WORK TASK: Your task is to show every line in the listing below that includes "MetricOptions".

══ INPUT RECORDS

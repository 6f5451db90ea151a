use std::collections::HashSet;
use std::fmt;
use std::sync::atomic::{AtomicBool, Ordering};
use std::sync::{Arc, Mutex, MutexGuard, PoisonError};

use serde_json::{json, Value};

use crate::config::TelemetryConfig;
use crate::error::TelemetryError;
use crate::time::{Clock, SystemClock};

use super::event::{number, round2, ComponentEvent, LogRecord, MetricOptions, RenderCycle, Snapshot};
use super::metrics::MetricBuffers;
use super::recorder::{LogSink, TracingSink};
use super::state::{decode_flag, encode_flag, PreferenceStore, TelemetryBridge};
use super::throttle::LogThrottle;

fn lock<T>(mutex: &Mutex<T>) -> MutexGuard<'_, T> {
    mutex.lock().unwrap_or_else(PoisonError::into_inner)
}

struct Inner {
    enabled: AtomicBool,
    config: TelemetryConfig,
    clock: Arc<dyn Clock>,
    sink: Arc<dyn LogSink>,
    store: Option<Arc<dyn PreferenceStore>>,
    throttle: Mutex<LogThrottle>,
    metrics: Mutex<MetricBuffers>,
    manual: Mutex<HashSet<String>>,
    excluded: Mutex<HashSet<String>>,
}

/// Telemetry context for one application session.
///
/// Cloning is cheap and every clone shares the same flag, throttle table,
/// metric buffers and registries. Create one at startup and hand it to
/// whatever needs to report.
#[derive(Clone)]
pub struct Telemetry {
    inner: Arc<Inner>,
}

pub struct TelemetryBuilder {
    config: TelemetryConfig,
    clock: Arc<dyn Clock>,
    sink: Arc<dyn LogSink>,
    store: Option<Arc<dyn PreferenceStore>>,
}

impl TelemetryBuilder {
    pub fn config(mut self, config: TelemetryConfig) -> Self {
        self.config = config;
        self
    }

    pub fn clock(mut self, clock: Arc<dyn Clock>) -> Self {
        self.clock = clock;
        self
    }

    pub fn sink(mut self, sink: Arc<dyn LogSink>) -> Self {
        self.sink = sink;
        self
    }

    pub fn store(mut self, store: Arc<dyn PreferenceStore>) -> Self {
        self.store = Some(store);
        self
    }

    /// Resolves the enabled flag: configured default first, then any stored
    /// preference. An unreadable store counts as "no preference".
    pub fn build(self) -> Telemetry {
        let mut enabled = self.config.enabled_by_default;

        if let Some(store) = &self.store {
            match store.read(&self.config.storage_key) {
                Ok(Some(stored)) => enabled = decode_flag(&stored),
                Ok(None) => {}
                Err(e) => self
                    .sink
                    .warn("unable to read logging preference", &e.to_string()),
            }
        }

        let excluded = self.config.excluded_components.iter().cloned().collect();

        Telemetry {
            inner: Arc::new(Inner {
                enabled: AtomicBool::new(enabled),
                config: self.config,
                clock: self.clock,
                sink: self.sink,
                store: self.store,
                throttle: Mutex::new(LogThrottle::new()),
                metrics: Mutex::new(MetricBuffers::new()),
                manual: Mutex::new(HashSet::new()),
                excluded: Mutex::new(excluded),
            }),
        }
    }
}

impl Telemetry {
    pub fn builder() -> TelemetryBuilder {
        TelemetryBuilder {
            config: TelemetryConfig::default(),
            clock: Arc::new(SystemClock::new()),
            sink: Arc::new(TracingSink),
            store: None,
        }
    }

    pub fn new(config: TelemetryConfig) -> Self {
        Self::builder().config(config).build()
    }

    pub fn config(&self) -> &TelemetryConfig {
        &self.inner.config
    }

    pub fn now(&self) -> f64 {
        self.inner.clock.now_ms()
    }

    pub(crate) fn sink(&self) -> &dyn LogSink {
        self.inner.sink.as_ref()
    }

    pub fn is_logging_enabled(&self) -> bool {
        self.inner.enabled.load(Ordering::SeqCst)
    }

    /// Updates the flag, then persists it when asked to.
    ///
    /// The in-memory flag changes even if the write fails; the failure is
    /// reported to the sink and returned.
    pub fn set_logging_enabled(&self, value: bool, persist: bool) -> Result<(), TelemetryError> {
        self.inner.enabled.store(value, Ordering::SeqCst);

        if !persist {
            return Ok(());
        }
        let Some(store) = &self.inner.store else {
            return Ok(());
        };

        store
            .write(&self.inner.config.storage_key, encode_flag(value))
            .map_err(|e| {
                self.inner
                    .sink
                    .warn("failed to persist logging preference", &e.to_string());
                e
            })
    }

    pub fn bridge(&self) -> TelemetryBridge {
        TelemetryBridge::new(self.clone())
    }

    pub fn log_component_event(&self, component: &str, payload: ComponentEvent) {
        if !self.is_logging_enabled() {
            return;
        }

        let now = self.now();
        let throttle_ms = payload
            .throttle_ms
            .unwrap_or(self.inner.config.default_throttle_ms);

        let allowed = lock(&self.inner.throttle).should_log(component, &payload.event, now, throttle_ms);
        if !allowed {
            return;
        }

        let record = LogRecord {
            level: payload.level,
            component: component.to_string(),
            message: format!("[{component}] {}", payload.event),
            event: payload.event,
            detail: Some(payload.detail.unwrap_or_else(|| Value::Object(Snapshot::new()))),
            grouped: payload.group,
            at_ms: now,
        };
        self.inner.sink.emit(&record);
    }

    pub fn log_render_cycle(&self, component: &str, payload: RenderCycle) {
        if !self.is_logging_enabled() {
            return;
        }

        let mut detail = Snapshot::new();
        detail.insert("durationMs".into(), number(round2(payload.duration_ms)));
        detail.insert("renderCount".into(), Value::from(payload.render_count));
        if let Some(props) = payload.props {
            detail.insert("props".into(), Value::Object(props));
        }
        if let Some(state) = payload.state {
            detail.insert("state".into(), Value::Object(state));
        }
        if let Some(metrics) = payload.metrics {
            detail.insert("metrics".into(), Value::Object(metrics));
        }

        self.log_component_event(
            component,
            ComponentEvent::new("render")
                .with_detail(Value::Object(detail))
                .throttle_ms(payload.throttle_ms),
        );
    }

    /// Feeds one sample into the `(component, metric)` buffer.
    ///
    /// Most calls only buffer. A `metric:<metric>` event is emitted once
    /// `sample_size` samples are held or `throttle_ms` passed since the last
    /// flush.
    pub fn record_metric(&self, component: &str, metric: &str, value: f64, options: &MetricOptions) {
        if !self.is_logging_enabled() {
            return;
        }

        let config = &self.inner.config;
        let throttle_ms = options.throttle_ms.unwrap_or(config.default_throttle_ms);
        let sample_size = options.sample_size.unwrap_or(config.default_sample_size).max(1);
        let now = self.now();

        let summary =
            lock(&self.inner.metrics).record(component, metric, value, now, throttle_ms, sample_size);
        let Some(summary) = summary else {
            return;
        };

        let format = |v: f64| match &options.formatter {
            Some(formatter) => formatter(v),
            None => number(round2(v)),
        };
        let detail = json!({
            "samples": summary.samples,
            "average": format(summary.average),
            "min": format(summary.min),
            "max": format(summary.max),
            "units": options.units.as_deref().unwrap_or("ms"),
        });

        self.log_component_event(
            component,
            ComponentEvent::new(format!("metric:{metric}"))
                .with_detail(detail)
                .throttle_ms(Some(throttle_ms)),
        );
    }

    pub fn create_duration_tracker(
        &self,
        component: &str,
        metric: &str,
        options: MetricOptions,
    ) -> DurationTracker {
        DurationTracker {
            telemetry: self.clone(),
            component: component.to_string(),
            metric: metric.to_string(),
            options,
            started_at: self.now(),
        }
    }

    /// Bumps `version` and reports it under `event`.
    pub fn track_mutation(
        &self,
        component: &str,
        version: &mut MutationVersion,
        event: &str,
        throttle_ms: Option<f64>,
    ) -> u64 {
        version.0 += 1;
        self.log_component_event(
            component,
            ComponentEvent::new(event)
                .with_detail(json!({ "version": version.0 }))
                .throttle_ms(throttle_ms),
        );
        version.0
    }

    /// Marks `name` as instrumenting itself. Idempotent.
    pub fn register_manual_instrumentation(&self, name: &str) {
        let mut manual = lock(&self.inner.manual);
        if !manual.contains(name) {
            manual.insert(name.to_string());
        }
    }

    pub fn is_component_manually_instrumented(&self, name: &str) -> bool {
        lock(&self.inner.manual).contains(name)
    }

    pub fn exclude_from_auto_instrumentation(&self, name: &str) {
        lock(&self.inner.excluded).insert(name.to_string());
    }

    pub fn is_excluded_from_auto_instrumentation(&self, name: &str) -> bool {
        lock(&self.inner.excluded).contains(name)
    }

    /// Samples currently waiting in a metric buffer.
    pub fn pending_samples(&self, component: &str, metric: &str) -> u32 {
        lock(&self.inner.metrics)
            .get(component, metric)
            .map(|record| record.count)
            .unwrap_or(0)
    }
}

impl fmt::Debug for Telemetry {
    fn fmt(&self, f: &mut fmt::Formatter<'_>) -> fmt::Result {
        f.debug_struct("Telemetry")
            .field("enabled", &self.is_logging_enabled())
            .field("config", &self.inner.config)
            .finish_non_exhaustive()
    }
}

/// Stopwatch that reports one metric sample when stopped.
#[must_use = "a tracker records nothing until `stop` is called"]
pub struct DurationTracker {
    telemetry: Telemetry,
    component: String,
    metric: String,
    options: MetricOptions,
    started_at: f64,
}

impl DurationTracker {
    pub fn elapsed_ms(&self) -> f64 {
        self.telemetry.now() - self.started_at
    }

    /// Records the elapsed time as exactly one sample and returns it.
    pub fn stop(self) -> f64 {
        let elapsed = self.elapsed_ms();
        self.telemetry
            .record_metric(&self.component, &self.metric, elapsed, &self.options);
        elapsed
    }
}

impl fmt::Debug for DurationTracker {
    fn fmt(&self, f: &mut fmt::Formatter<'_>) -> fmt::Result {
        f.debug_struct("DurationTracker")
            .field("component", &self.component)
            .field("metric", &self.metric)
            .field("started_at", &self.started_at)
            .finish()
    }
}

/// Caller-owned version counter for [`Telemetry::track_mutation`].
#[derive(Debug, Clone, Copy, Default, PartialEq, Eq)]
pub struct MutationVersion(pub u64);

════

REPLY:
use super::event::{number, round2, ComponentEvent, LogRecord, MetricOptions, RenderCycle, Snapshot};
    pub fn record_metric(&self, component: &str, metric: &str, value: f64, options: &MetricOptions) {
        options: MetricOptions,
    options: MetricOptions,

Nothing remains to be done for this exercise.